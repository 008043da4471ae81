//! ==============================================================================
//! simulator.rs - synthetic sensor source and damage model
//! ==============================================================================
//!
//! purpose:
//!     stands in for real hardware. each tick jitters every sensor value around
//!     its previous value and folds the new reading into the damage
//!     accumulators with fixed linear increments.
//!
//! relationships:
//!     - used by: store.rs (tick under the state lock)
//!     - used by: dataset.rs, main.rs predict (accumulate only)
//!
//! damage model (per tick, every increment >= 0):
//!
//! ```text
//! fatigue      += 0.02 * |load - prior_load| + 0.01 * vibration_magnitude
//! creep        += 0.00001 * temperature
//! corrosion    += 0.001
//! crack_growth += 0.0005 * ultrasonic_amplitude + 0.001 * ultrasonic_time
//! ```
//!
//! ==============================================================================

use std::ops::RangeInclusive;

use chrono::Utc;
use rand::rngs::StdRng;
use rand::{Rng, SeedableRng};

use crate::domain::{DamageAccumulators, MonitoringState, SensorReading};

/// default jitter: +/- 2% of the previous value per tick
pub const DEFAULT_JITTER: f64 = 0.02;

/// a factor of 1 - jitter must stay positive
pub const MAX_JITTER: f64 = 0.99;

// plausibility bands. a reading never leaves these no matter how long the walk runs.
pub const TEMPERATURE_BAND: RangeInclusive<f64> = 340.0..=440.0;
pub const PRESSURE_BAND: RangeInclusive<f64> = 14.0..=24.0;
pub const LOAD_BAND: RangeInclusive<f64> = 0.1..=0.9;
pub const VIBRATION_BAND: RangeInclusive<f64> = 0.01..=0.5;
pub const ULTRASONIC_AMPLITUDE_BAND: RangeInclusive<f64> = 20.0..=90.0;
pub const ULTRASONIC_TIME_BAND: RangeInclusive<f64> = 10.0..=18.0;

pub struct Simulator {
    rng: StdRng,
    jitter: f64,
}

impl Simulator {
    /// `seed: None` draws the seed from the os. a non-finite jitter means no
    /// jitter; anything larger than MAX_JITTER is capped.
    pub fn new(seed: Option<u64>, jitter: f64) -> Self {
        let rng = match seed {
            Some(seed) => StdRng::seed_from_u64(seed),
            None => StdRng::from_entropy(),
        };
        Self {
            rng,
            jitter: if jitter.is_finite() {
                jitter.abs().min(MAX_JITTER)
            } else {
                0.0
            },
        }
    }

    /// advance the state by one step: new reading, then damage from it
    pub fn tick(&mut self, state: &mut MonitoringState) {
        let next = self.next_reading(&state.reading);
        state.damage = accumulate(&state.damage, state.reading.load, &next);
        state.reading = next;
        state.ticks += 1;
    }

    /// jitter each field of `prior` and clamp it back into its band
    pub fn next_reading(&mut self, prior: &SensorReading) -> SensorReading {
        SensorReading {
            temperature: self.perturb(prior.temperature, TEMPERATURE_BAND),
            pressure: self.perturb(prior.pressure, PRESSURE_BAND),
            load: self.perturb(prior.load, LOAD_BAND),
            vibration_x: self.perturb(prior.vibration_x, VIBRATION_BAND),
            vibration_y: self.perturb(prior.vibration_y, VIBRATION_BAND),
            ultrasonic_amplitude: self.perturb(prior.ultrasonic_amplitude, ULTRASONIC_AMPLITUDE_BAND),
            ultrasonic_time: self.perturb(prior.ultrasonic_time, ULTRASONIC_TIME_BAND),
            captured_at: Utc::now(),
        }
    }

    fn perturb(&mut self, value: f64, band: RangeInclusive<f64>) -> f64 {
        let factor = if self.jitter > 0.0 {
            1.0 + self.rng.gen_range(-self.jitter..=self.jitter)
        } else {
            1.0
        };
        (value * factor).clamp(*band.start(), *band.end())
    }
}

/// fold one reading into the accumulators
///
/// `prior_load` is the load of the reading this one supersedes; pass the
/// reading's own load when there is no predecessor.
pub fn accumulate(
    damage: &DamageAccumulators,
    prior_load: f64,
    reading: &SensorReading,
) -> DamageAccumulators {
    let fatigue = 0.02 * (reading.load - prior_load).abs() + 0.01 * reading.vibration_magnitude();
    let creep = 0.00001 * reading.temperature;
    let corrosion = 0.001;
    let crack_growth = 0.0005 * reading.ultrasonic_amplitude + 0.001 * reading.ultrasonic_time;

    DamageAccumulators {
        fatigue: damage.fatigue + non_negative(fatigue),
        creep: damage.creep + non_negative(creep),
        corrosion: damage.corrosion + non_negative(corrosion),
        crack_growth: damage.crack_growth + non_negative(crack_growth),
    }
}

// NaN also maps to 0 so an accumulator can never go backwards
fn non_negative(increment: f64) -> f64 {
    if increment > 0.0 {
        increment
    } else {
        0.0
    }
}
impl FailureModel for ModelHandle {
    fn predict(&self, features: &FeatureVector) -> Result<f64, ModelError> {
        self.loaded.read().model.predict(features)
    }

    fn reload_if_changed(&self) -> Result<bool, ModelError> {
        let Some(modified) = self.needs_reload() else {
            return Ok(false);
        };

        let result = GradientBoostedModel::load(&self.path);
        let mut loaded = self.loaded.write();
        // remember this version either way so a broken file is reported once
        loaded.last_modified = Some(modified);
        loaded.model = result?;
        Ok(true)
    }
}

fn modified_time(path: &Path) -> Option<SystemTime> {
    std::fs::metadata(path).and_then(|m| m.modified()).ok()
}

**What the task requires:** Give back precisely the lines above that start at the line containing "creep: damage.creep +" and end at the line containing "impl FailureModel for", inclusive. No other lines belong in the output.

**Output of the exercise:**
        creep: damage.creep + non_negative(creep),
        corrosion: damage.corrosion + non_negative(corrosion),
        crack_growth: damage.crack_growth + non_negative(crack_growth),
    }
}

// NaN also maps to 0 so an accumulator can never go backwards
fn non_negative(increment: f64) -> f64 {
    if increment > 0.0 {
        increment
    } else {
        0.0
    }
}
impl FailureModel for ModelHandle {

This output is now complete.